In life, Catherine Ligon is driven by a search for meaning and a passion for content. Since the beginning of her career, she has worked on several magazines that aim to provide us with the tools: Educated and well behaved, The right to speak, 1045 Parliamentarians Street or in the bargain.
For several years, she worked as director of community magazines in Télé-Québec and then as content director for Juste pour Laughs magazine. She has just returned from a year-long world tour that took her to the four corners of the planet where she did volunteer work. Since then, she has dedicated herself to writing people’s stories for My Biography and has agreed to dive back into the world of television with… Well in my head. This magazine allows people to make informed choices when faced with a sensitive topic where it is important to separate fact from fiction.
How do you feel this project meets a need?
Luxury is the topic of the hour. The idea was to unite health and science because there is no place where researchers, specialists and scientists are given a voice. We have the opportunity to put forward research that might change things. Since the pandemic, many trends have been presented to us on the internet. Many of them are questionable. Anyone can become a specialist. We give viewers the opportunity to have an idea, to be equipped to make their own choices without telling them what to do.

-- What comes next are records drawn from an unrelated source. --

//! Rollback Engine (spec §2 component K, §4.10): given the successfully
//! completed steps of a failed or abandoned plan, builds a reverse-order
//! undo plan and applies it best-effort, accumulating failures rather than
//! aborting on the first one (grounded on the pack's `nix-installer`
//! `uninstall()`, which walks its action list in reverse and collects
//! every error before returning).

use installer_core::types::{Recipe, Step, StepResult, StepStatus, StepType};

#[derive(Debug, Clone)]
pub enum UndoAction {
    /// Run the recipe's `remove` command to uninstall a package/tool.
    RunCommand(String),
    /// Delete a file this step wrote (a build artifact or rendered config).
    RemoveFile(String),
    /// Restore the `.bak` copy a config-template overwrite made before its
    /// first write (spec §6: "first overwrite of a config file creates a
    /// `.bak` copy").
    RestoreBackup { file: String, backup: String },
    /// Nothing to undo (verify/cleanup steps, or no undo is modeled for
    /// this step type).
    None,
}

#[derive(Debug, Clone)]
pub struct UndoStep {
    pub step_id: String,
    pub action: UndoAction,
    pub description: String,
}

#[derive(Debug, Clone, Default)]
pub struct RollbackReport {
    pub applied: Vec<String>,
    pub skipped: Vec<(String, String)>,
    pub failed: Vec<(String, String)>,
}

fn undo_for_step(step: &Step, recipe: Option<&Recipe>) -> UndoAction {
    match step.kind {
        StepType::ConfigTemplate => {
            if let Some(file) = step.artifacts.first() {
                UndoAction::RestoreBackup {
                    file: file.clone(),
                    backup: format!("{file}.bak"),
                }
            } else {
                UndoAction::None
            }
        }
        StepType::Tool | StepType::Packages | StepType::Install => match recipe.and_then(|r| r.remove.clone()) {
            Some(cmd) => UndoAction::RunCommand(cmd),
            None => UndoAction::None,
        },
        StepType::Build | StepType::Source => {
            if let Some(artifact) = step.artifacts.first() {
                UndoAction::RemoveFile(artifact.clone())
            } else {
                UndoAction::None
            }
        }
        StepType::PostInstall => UndoAction::None,
        StepType::DataPack => step
            .artifacts
            .first()
            .map(|a| UndoAction::RemoveFile(a.clone()))
            .unwrap_or(UndoAction::None),
        StepType::RepoSetup => step
            .artifacts
            .first()
            .map(|a| UndoAction::RemoveFile(a.clone()))
            .unwrap_or(UndoAction::None),
        StepType::Service => {
            let name = step.label.split_whitespace().last().unwrap_or(&step.label);
            UndoAction::RunCommand(format!("systemctl disable --now {name}"))
        }
        StepType::Verify | StepType::Cleanup => UndoAction::None,
    }
}

/// Builds the undo plan for every successfully completed step, in reverse
/// completion order (last-succeeded-first), per spec §4.10.
pub fn build_plan(steps: &[Step], results: &[StepResult], recipe: Option<&Recipe>) -> Vec<UndoStep> {
    let mut succeeded: Vec<&Step> = steps
        .iter()
        .filter(|s| {
            results
                .iter()
                .find(|r| r.step_id == s.id)
                .map(|r| r.status == StepStatus::Success)
                .unwrap_or(false)
        })
        .collect();
    succeeded.reverse();

    succeeded
        .into_iter()
        .map(|step| {
            let action = undo_for_step(step, recipe);
            UndoStep {
                step_id: step.id.clone(),
                description: format!("undo {}", step.label),
                action,
            }
        })
        .collect()
}

/// Applies an undo plan best-effort: every step is attempted regardless of
/// whether an earlier one failed, and the outcome of each is recorded in
/// the returned report rather than short-circuiting (spec §4.10).
pub fn apply(plan: Vec<UndoStep>, mut run_command: impl FnMut(&str) -> Result<(), String>) -> RollbackReport {
    let mut report = RollbackReport::default();
    for undo in plan {
        match undo.action {
            UndoAction::None => {
                report.skipped.push((undo.step_id, "no undo modeled for this step".to_string()));
            }
            UndoAction::RunCommand(cmd) => match run_command(&cmd) {
                Ok(()) => report.applied.push(undo.step_id),
                Err(e) => {
                    tracing::warn!(step_id = %undo.step_id, error = %e, "rollback command failed");
                    report.failed.push((undo.step_id, e));
                }
            },
            UndoAction::RemoveFile(path) => match std::fs::remove_file(&path) {
                Ok(()) => report.applied.push(undo.step_id),
                Err(e) if e.kind() == std::io::ErrorKind::NotFound => {
                    report.skipped.push((undo.step_id, "artifact already absent".to_string()));
                }
                Err(e) => report.failed.push((undo.step_id, e.to_string())),
            },
            UndoAction::RestoreBackup { file, backup } => {
                if std::path::Path::new(&backup).exists() {
                    match std::fs::rename(&backup, &file) {
                        Ok(()) => report.applied.push(undo.step_id),
                        Err(e) => report.failed.push((undo.step_id, e.to_string())),
                    }
                } else {
                    match std::fs::remove_file(&file) {
                        Ok(()) => report.applied.push(undo.step_id),
                        Err(_) => report.skipped.push((undo.step_id, "no backup and file already absent".to_string())),
                    }
                }
            }
        }
    }
    report
}

#[cfg(test)]
mod tests {
    use super::*;
    use installer_core::types::*;
    use std::collections::HashMap;

    fn step(id: &str, kind: StepType, artifacts: Vec<&str>) -> Step {
        Step {
            id: id.to_string(),
            kind,
            label: id.to_string(),
            command: None,
            args: vec![],
            shell: false,
            cwd: None,
            env_overrides: HashMap::new(),
            needs_sudo: false,
            timeout_sec: 5,
            depends_on: vec![],
            retry: None,
            risk: Risk::Low,
            estimated_time_sec: None,
            artifacts: artifacts.into_iter().map(String::from).collect(),
            stream: false,
            pm_lock: None,
            restart_hint: None,
            batchable: false,
        }
    }

    fn success(step_id: &str) -> StepResult {
        StepResult {
            step_id: step_id.to_string(),
            status: StepStatus::Success,
            started_at: None,
            ended_at: None,
            exit_code: Some(0),
            output_tail: String::new(),
            error_kind: None,
            retries_used: 0,
        }
    }

    #[test]
    fn build_plan_reverses_completion_order() {
        let steps = vec![
            step("a::packages", StepType::Packages, vec![]),
            step("a::tool", StepType::Tool, vec![]),
            step("a::verify", StepType::Verify, vec![]),
        ];
        let results = vec![success("a::packages"), success("a::tool"), success("a::verify")];
        let plan = build_plan(&steps, &results, None);
        assert_eq!(
            plan.iter().map(|u| u.step_id.clone()).collect::<Vec<_>>(),
            vec!["a::verify", "a::tool", "a::packages"]
        );
    }

    #[test]
    fn build_plan_skips_steps_that_never_succeeded() {
        let steps = vec![step("a::tool", StepType::Tool, vec![])];
        let results = vec![StepResult {
            status: StepStatus::Failed,
            ..success("a::tool")
        }];
        assert!(build_plan(&steps, &results, None).is_empty());
    }

    #[test]
    fn apply_continues_past_a_failing_step() {
        let plan = vec![
            UndoStep {
                step_id: "first".into(),
                action: UndoAction::RunCommand("false-cmd".into()),
                description: "d".into(),
            },
            UndoStep {
                step_id: "second".into(),
                action: UndoAction::RunCommand("ok-cmd".into()),
                description: "d".into(),
            },
        ];
        let report = apply(plan, |cmd| {
            if cmd == "false-cmd" {
                Err("exit code 1".to_string())
            } else {
                Ok(())
            }
        });
        assert_eq!(report.failed, vec![("first".to_string(), "exit code 1".to_string())]);
        assert_eq!(report.applied, vec!["second".to_string()]);
    }

    #[test]
    fn service_step_undoes_via_systemctl_disable() {
        let mut docker_service = step("docker::service::docker", StepType::Service, vec![]);
        docker_service.label = "enable and start docker".to_string();
        let action = undo_for_step(&docker_service, None);
        match action {
            UndoAction::RunCommand(cmd) => assert_eq!(cmd, "systemctl disable --now docker"),
            other => panic!("expected RunCommand, got {other:?}"),
        }
    }

    #[test]
    fn repo_setup_step_undoes_by_removing_the_source_file() {
        let repo_step = step("docker::repo_setup::docker-ce", StepType::RepoSetup, vec!["/etc/apt/sources.list.d/docker.list"]);
        let action = undo_for_step(&repo_step, None);
        match action {
            UndoAction::RemoveFile(path) => assert_eq!(path, "/etc/apt/sources.list.d/docker.list"),
            other => panic!("expected RemoveFile, got {other:?}"),
        }
    }

    #[test]
    fn none_action_is_skipped_not_failed() {
        let plan = vec![UndoStep {
            step_id: "v".into(),
            action: UndoAction::None,
            description: "d".into(),
        }];
        let report = apply(plan, |_| Ok(()));
        assert!(report.failed.is_empty());
        assert_eq!(report.skipped.len(), 1);
    }
}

What limits have you set for yourself so as not to fall into exaggerated or absurd scientific controversy?
It’s important that our broadcaster has depth of content without falling into trivia or psychological pop. Soon, Pascal (Levsek) and Martin (Carly) adopt a warm tone speaking to the world. We didn’t want scientific language aimed at scientists. We are looking for topics that affect the largest number of people and for which there are references. We dissect the phenomenon to understand it better. Heartbreak, for example: We found out that researchers in Quebec are currently interested in it. It’s about luxury. It’s great to understand what goes through our heads when we encounter an experience, how we deal with it and why it remains a pathetic memory for some.
How important is the experience of journalists (Simon Cotto and Misa Farah)?
Many practices come to us from social media. We wanted them to come and explain to us how it works, test them, and tell us what they went through. They are also our gateway to seeing professionals. personality tests, tree hugging, SCMR, these are the phenomena we wanted to understand. But the result is not important, it is the experience that matters. Sometimes there’s nothing scientific about these tests, but as one of our researchers says: Is science always obligated to explain everything? If it’s not harmful, why not?
During your research, are there areas where Quebec stands out in terms of well-being?
There are topics that may seem trivial. Floating baths for example. At first, we thought we were being too critical. Then we realized that we in Quebec were the first to analyze the effects of float baths on concussions. We’re so far ahead of all things Alzheimer’s and dementia. We only had 12 shows to do, but we quickly realized that luxury is an endless topic.
We are in the age of misinformation. How do you choose topics to make a difference?
Everything related to the brain and psychology is of interest to everyone. For our first show, we automatically knew we would have to deal with the stress of the start of the school year. Sleep is a topic we haven’t finished talking about. And there are all the ethical questions that are essential today. When we notice, for example, everything that is presented to us in our quest for renewal. It ranges from products to interventions, including diets and invasive surgeries. Well-being affects each of our five senses and has an impact on our mental health. It is important that we think as a community, and make good decisions to improve.